Data to process:

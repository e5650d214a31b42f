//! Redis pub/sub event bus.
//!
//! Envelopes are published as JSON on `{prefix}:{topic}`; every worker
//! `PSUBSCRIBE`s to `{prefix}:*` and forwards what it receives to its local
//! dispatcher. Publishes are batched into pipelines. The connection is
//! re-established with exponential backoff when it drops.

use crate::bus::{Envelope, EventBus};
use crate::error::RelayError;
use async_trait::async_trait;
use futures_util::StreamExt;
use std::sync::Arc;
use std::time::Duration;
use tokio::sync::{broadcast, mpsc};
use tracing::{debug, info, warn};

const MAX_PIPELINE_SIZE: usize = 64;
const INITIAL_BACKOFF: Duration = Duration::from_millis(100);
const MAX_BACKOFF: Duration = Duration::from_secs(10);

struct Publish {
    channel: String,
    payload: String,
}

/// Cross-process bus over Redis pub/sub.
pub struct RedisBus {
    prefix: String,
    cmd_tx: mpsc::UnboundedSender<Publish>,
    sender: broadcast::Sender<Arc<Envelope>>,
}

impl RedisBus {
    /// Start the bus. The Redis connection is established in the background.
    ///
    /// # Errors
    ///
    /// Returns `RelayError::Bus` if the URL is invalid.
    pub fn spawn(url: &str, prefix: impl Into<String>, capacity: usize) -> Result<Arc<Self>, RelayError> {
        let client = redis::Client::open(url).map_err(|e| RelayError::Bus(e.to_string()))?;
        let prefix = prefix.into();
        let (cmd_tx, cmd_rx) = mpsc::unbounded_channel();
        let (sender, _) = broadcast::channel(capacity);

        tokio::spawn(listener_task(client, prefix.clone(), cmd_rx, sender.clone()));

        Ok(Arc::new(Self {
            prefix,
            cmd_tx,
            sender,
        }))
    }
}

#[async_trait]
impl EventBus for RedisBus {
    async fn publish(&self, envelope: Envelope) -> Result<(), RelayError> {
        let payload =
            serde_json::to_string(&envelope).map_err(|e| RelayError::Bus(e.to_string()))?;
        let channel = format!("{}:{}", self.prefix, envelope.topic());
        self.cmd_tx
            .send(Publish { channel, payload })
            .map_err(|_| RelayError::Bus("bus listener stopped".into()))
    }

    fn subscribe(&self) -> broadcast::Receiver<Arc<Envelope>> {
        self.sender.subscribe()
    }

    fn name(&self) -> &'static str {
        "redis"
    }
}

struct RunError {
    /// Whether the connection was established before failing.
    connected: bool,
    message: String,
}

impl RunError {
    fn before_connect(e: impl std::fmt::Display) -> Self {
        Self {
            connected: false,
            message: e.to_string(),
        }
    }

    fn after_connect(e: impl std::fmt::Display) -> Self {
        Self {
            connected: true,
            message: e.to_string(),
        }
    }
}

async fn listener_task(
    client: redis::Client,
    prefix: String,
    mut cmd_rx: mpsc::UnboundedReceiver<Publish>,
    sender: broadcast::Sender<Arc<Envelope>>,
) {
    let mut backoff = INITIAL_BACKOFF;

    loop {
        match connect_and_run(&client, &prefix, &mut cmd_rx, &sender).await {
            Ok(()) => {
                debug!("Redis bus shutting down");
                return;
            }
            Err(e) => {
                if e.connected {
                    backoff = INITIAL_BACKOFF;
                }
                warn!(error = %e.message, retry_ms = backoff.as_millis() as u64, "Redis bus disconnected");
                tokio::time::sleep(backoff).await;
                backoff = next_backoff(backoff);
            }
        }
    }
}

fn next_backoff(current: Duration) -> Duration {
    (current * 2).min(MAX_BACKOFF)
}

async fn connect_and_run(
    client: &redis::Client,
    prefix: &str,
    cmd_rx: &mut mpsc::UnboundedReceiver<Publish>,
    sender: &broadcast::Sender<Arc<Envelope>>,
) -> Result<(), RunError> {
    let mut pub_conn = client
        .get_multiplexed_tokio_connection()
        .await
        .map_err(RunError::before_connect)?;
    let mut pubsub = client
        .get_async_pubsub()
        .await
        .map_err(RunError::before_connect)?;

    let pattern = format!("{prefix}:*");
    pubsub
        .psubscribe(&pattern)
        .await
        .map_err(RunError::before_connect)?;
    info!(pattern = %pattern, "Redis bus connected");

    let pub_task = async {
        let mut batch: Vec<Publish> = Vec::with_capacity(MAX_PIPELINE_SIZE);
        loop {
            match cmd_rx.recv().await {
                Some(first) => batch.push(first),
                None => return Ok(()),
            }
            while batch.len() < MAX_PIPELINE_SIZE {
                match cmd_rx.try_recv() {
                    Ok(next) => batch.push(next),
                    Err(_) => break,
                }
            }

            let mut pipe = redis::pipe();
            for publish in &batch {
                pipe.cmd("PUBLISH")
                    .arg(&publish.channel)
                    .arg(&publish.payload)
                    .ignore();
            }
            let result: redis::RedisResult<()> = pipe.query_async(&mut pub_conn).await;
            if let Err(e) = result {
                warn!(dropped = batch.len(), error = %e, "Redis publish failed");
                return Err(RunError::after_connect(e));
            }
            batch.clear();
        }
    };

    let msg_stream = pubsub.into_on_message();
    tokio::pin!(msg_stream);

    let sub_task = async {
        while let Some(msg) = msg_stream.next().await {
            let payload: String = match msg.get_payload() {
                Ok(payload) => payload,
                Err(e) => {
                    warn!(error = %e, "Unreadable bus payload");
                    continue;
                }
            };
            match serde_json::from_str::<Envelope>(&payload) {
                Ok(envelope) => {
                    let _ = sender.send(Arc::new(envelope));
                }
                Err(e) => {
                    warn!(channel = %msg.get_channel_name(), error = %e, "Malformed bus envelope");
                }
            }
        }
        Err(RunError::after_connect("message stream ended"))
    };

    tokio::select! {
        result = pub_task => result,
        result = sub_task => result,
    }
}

* * *

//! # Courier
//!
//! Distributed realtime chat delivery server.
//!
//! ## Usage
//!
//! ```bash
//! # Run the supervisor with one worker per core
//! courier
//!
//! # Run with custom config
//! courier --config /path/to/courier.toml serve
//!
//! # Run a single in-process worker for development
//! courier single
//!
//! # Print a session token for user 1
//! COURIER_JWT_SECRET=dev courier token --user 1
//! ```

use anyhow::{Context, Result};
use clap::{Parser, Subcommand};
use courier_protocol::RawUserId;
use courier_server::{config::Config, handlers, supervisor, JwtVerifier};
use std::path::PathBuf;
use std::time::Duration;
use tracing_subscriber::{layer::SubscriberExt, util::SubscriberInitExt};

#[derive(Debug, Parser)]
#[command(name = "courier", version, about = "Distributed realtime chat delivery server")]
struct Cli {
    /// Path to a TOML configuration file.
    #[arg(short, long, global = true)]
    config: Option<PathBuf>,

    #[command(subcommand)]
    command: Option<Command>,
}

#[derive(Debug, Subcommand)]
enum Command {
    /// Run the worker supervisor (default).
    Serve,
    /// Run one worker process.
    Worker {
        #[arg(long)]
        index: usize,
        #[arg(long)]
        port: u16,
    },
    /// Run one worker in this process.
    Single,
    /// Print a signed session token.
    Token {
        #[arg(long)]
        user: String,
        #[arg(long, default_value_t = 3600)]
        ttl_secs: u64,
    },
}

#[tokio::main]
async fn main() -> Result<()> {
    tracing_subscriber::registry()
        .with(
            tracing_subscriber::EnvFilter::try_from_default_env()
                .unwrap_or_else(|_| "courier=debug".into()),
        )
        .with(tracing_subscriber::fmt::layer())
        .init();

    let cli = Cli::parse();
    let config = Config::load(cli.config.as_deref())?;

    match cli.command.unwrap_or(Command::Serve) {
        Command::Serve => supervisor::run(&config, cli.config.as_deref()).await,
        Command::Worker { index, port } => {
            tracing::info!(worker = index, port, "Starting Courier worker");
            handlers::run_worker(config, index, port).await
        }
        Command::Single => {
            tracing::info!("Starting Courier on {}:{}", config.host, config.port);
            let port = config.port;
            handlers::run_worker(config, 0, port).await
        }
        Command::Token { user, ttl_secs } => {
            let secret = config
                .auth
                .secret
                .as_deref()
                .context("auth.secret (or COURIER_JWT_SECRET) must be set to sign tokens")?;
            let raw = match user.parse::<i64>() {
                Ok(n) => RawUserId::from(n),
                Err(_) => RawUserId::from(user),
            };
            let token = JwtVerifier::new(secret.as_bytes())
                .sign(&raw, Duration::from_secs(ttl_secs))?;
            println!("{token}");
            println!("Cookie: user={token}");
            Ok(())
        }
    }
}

==

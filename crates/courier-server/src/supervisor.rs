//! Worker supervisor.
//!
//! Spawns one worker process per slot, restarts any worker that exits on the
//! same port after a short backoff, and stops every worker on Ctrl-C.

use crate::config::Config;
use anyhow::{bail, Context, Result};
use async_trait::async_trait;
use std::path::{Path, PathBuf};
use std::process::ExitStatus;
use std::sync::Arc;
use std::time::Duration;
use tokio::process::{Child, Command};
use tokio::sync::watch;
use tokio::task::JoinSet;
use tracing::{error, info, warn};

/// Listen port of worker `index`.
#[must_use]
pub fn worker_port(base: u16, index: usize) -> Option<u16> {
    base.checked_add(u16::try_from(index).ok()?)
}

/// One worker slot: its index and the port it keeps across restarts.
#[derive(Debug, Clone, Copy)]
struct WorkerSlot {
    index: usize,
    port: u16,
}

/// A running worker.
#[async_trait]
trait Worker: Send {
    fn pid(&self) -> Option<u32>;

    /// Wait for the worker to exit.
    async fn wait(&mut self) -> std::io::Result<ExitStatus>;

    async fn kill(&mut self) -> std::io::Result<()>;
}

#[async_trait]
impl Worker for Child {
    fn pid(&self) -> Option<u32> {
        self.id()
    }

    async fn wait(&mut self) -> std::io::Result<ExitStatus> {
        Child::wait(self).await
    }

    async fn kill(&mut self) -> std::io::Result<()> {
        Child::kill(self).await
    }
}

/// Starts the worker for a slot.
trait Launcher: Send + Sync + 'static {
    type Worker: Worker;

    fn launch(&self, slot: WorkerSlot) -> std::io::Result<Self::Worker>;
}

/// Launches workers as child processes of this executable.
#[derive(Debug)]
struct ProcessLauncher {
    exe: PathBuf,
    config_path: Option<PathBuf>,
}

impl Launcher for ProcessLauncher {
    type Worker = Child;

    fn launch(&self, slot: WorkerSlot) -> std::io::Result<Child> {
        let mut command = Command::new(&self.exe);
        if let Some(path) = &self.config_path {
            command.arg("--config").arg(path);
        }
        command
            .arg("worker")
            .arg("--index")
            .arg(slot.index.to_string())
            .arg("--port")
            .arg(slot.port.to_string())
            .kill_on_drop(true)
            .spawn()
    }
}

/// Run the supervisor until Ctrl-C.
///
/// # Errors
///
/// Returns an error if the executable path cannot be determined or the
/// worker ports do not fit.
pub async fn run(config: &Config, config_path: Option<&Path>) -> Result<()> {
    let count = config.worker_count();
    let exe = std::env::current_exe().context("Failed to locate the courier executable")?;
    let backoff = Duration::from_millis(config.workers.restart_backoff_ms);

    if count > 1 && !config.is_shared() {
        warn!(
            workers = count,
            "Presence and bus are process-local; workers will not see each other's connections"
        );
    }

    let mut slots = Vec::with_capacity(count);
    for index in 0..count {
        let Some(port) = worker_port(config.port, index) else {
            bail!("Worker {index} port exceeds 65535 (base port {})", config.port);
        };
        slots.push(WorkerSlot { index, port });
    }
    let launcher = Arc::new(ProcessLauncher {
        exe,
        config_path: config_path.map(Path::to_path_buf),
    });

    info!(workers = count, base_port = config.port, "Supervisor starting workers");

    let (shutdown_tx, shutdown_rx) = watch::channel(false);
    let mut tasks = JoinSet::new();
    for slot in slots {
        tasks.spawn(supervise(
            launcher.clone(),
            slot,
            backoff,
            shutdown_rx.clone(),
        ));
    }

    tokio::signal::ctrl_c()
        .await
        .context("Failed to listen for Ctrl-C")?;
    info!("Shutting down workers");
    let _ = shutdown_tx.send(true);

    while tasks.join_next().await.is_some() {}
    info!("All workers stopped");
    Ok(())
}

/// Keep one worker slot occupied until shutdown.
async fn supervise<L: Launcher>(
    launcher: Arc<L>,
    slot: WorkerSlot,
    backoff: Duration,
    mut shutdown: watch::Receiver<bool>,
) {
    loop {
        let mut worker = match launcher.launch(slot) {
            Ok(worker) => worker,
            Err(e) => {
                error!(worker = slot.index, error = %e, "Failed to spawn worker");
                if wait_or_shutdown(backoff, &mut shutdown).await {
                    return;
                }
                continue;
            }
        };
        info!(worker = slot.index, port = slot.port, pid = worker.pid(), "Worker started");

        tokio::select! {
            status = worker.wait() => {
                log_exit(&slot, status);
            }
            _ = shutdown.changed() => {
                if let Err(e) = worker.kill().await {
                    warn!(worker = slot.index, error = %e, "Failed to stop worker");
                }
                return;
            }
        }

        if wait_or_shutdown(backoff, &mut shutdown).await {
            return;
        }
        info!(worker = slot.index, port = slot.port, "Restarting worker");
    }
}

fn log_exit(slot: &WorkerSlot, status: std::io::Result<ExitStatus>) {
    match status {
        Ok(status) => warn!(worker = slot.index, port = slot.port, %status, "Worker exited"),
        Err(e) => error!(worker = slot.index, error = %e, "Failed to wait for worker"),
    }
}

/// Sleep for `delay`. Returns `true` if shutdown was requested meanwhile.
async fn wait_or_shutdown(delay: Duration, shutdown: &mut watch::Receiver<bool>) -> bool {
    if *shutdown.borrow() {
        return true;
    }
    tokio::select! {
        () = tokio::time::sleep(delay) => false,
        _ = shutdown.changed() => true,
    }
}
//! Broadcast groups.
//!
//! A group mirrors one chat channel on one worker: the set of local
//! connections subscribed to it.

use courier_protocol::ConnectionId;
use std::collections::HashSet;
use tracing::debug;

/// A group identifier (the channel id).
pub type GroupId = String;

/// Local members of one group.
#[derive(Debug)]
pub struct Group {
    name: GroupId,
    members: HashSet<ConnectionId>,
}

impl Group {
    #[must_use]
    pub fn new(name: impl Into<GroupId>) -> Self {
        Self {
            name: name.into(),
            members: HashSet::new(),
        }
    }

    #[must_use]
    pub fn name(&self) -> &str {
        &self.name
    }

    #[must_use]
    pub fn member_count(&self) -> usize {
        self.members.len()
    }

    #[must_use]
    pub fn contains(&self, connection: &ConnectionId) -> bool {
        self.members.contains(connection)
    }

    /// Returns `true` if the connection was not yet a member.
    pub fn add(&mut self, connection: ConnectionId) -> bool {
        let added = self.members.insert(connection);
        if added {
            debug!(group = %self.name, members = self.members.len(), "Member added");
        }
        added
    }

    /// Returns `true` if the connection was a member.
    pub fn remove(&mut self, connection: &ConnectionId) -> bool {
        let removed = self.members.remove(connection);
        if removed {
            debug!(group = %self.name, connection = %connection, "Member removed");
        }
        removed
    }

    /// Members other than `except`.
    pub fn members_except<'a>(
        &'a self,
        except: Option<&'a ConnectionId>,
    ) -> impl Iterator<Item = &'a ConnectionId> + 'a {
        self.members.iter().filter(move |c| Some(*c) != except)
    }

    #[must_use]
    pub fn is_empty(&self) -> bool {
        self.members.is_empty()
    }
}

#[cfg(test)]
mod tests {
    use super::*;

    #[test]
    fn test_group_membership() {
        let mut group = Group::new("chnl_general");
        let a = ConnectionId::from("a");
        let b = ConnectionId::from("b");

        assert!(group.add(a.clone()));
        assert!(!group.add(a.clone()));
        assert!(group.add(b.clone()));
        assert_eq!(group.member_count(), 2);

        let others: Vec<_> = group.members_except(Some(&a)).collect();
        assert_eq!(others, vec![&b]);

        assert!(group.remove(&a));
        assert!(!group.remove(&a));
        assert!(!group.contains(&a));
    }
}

Task description:
An exact copy of the lines above, from the one containing "repository e5650d214a31b42f" through the one containing "URL is invalid.", is the whole of the answer.

Output for this exercise:
repository e5650d214a31b42f
//! Redis pub/sub event bus.
//!
//! Envelopes are published as JSON on `{prefix}:{topic}`; every worker
//! `PSUBSCRIBE`s to `{prefix}:*` and forwards what it receives to its local
//! dispatcher. Publishes are batched into pipelines. The connection is
//! re-established with exponential backoff when it drops.

use crate::bus::{Envelope, EventBus};
use crate::error::RelayError;
use async_trait::async_trait;
use futures_util::StreamExt;
use std::sync::Arc;
use std::time::Duration;
use tokio::sync::{broadcast, mpsc};
use tracing::{debug, info, warn};

const MAX_PIPELINE_SIZE: usize = 64;
const INITIAL_BACKOFF: Duration = Duration::from_millis(100);
const MAX_BACKOFF: Duration = Duration::from_secs(10);

struct Publish {
    channel: String,
    payload: String,
}

/// Cross-process bus over Redis pub/sub.
pub struct RedisBus {
    prefix: String,
    cmd_tx: mpsc::UnboundedSender<Publish>,
    sender: broadcast::Sender<Arc<Envelope>>,
}

impl RedisBus {
    /// Start the bus. The Redis connection is established in the background.
    ///
    /// # Errors
    ///
    /// Returns `RelayError::Bus` if the URL is invalid.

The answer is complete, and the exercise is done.